What is needed is a faithful copy of all the records.
++++ Dataset extract
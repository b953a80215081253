use rust_decimal::Decimal;

use super::engine::{checked_mul, checked_sub};
use crate::common::errors::{CalculatorError, Result};
use crate::common::types::CalculatorOptions;

/// Deductions applied to a guaranteed payout
#[derive(Debug, Clone, Copy, PartialEq, Eq)]
pub struct Adjustments {
    /// `fee_rate * gross_payout` when fees are enabled
    pub fees: Decimal,
    /// `tax_rate * pre-tax profit` when taxes are enabled and that profit is positive
    pub taxes: Decimal,
    /// Gross payout less fees and taxes
    pub net_payout: Decimal,
}

/// Apply fee and tax options to a gross payout
///
/// Fees are charged on the whole payout. Taxes are charged on profit only,
/// after fees, and a loss is never taxed.
pub fn apply_adjustments(
    gross_payout: Decimal,
    total_stake: Decimal,
    options: &CalculatorOptions,
) -> Result<Adjustments> {
    let fees = if options.include_fees {
        checked_mul(options.fee_rate, gross_payout, "fees")?
    } else {
        Decimal::ZERO
    };

    let after_fees = checked_sub(gross_payout, fees, "payout after fees")?;
    let pre_tax_profit = checked_sub(after_fees, total_stake, "pre-tax profit")?;

    let taxes = if options.include_taxes && pre_tax_profit > Decimal::ZERO {
        checked_mul(options.tax_rate, pre_tax_profit, "taxes")?
    } else {
        Decimal::ZERO
    };

    Ok(Adjustments {
        fees,
        taxes,
        net_payout: checked_sub(after_fees, taxes, "net payout")?,
    })
}

/// Effective decimal odds on an exchange that charges `commission` on net winnings
///
/// Only the winnings part of the price is reduced: `1 + (odds - 1) * (1 - commission)`.
pub fn commission_adjusted_odds(odds: Decimal, commission: Decimal) -> Result<Decimal> {
    if commission < Decimal::ZERO || commission >= Decimal::ONE {
        return Err(CalculatorError::InvalidOptions(format!(
            "commission must be in [0, 1), got {}",
            commission
        )));
    }

    let winnings = checked_sub(odds, Decimal::ONE, "commission adjusted odds")?;
    let kept = checked_sub(Decimal::ONE, commission, "commission adjusted odds")?;
    Ok(Decimal::ONE + checked_mul(winnings, kept, "commission adjusted odds")?)
}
++++++++
- _Your solution_:
repository b953a80215081253
use rust_decimal::Decimal;

use super::engine::{checked_mul, checked_sub};
use crate::common::errors::{CalculatorError, Result};
use crate::common::types::CalculatorOptions;

/// Deductions applied to a guaranteed payout
#[derive(Debug, Clone, Copy, PartialEq, Eq)]
pub struct Adjustments {
    /// `fee_rate * gross_payout` when fees are enabled
    pub fees: Decimal,
    /// `tax_rate * pre-tax profit` when taxes are enabled and that profit is positive
    pub taxes: Decimal,
    /// Gross payout less fees and taxes
    pub net_payout: Decimal,
}

/// Apply fee and tax options to a gross payout
///
/// Fees are charged on the whole payout. Taxes are charged on profit only,
/// after fees, and a loss is never taxed.
pub fn apply_adjustments(
    gross_payout: Decimal,
    total_stake: Decimal,
    options: &CalculatorOptions,
) -> Result<Adjustments> {
    let fees = if options.include_fees {
        checked_mul(options.fee_rate, gross_payout, "fees")?
    } else {
        Decimal::ZERO
    };

    let after_fees = checked_sub(gross_payout, fees, "payout after fees")?;
    let pre_tax_profit = checked_sub(after_fees, total_stake, "pre-tax profit")?;

    let taxes = if options.include_taxes && pre_tax_profit > Decimal::ZERO {
        checked_mul(options.tax_rate, pre_tax_profit, "taxes")?
    } else {
        Decimal::ZERO
    };

    Ok(Adjustments {
        fees,
        taxes,
        net_payout: checked_sub(after_fees, taxes, "net payout")?,
    })
}

/// Effective decimal odds on an exchange that charges `commission` on net winnings
///
/// Only the winnings part of the price is reduced: `1 + (odds - 1) * (1 - commission)`.
pub fn commission_adjusted_odds(odds: Decimal, commission: Decimal) -> Result<Decimal> {
    if commission < Decimal::ZERO || commission >= Decimal::ONE {
        return Err(CalculatorError::InvalidOptions(format!(
            "commission must be in [0, 1), got {}",
            commission
        )));
    }

    let winnings = checked_sub(odds, Decimal::ONE, "commission adjusted odds")?;
    let kept = checked_sub(Decimal::ONE, commission, "commission adjusted odds")?;
    Ok(Decimal::ONE + checked_mul(winnings, kept, "commission adjusted odds")?)
}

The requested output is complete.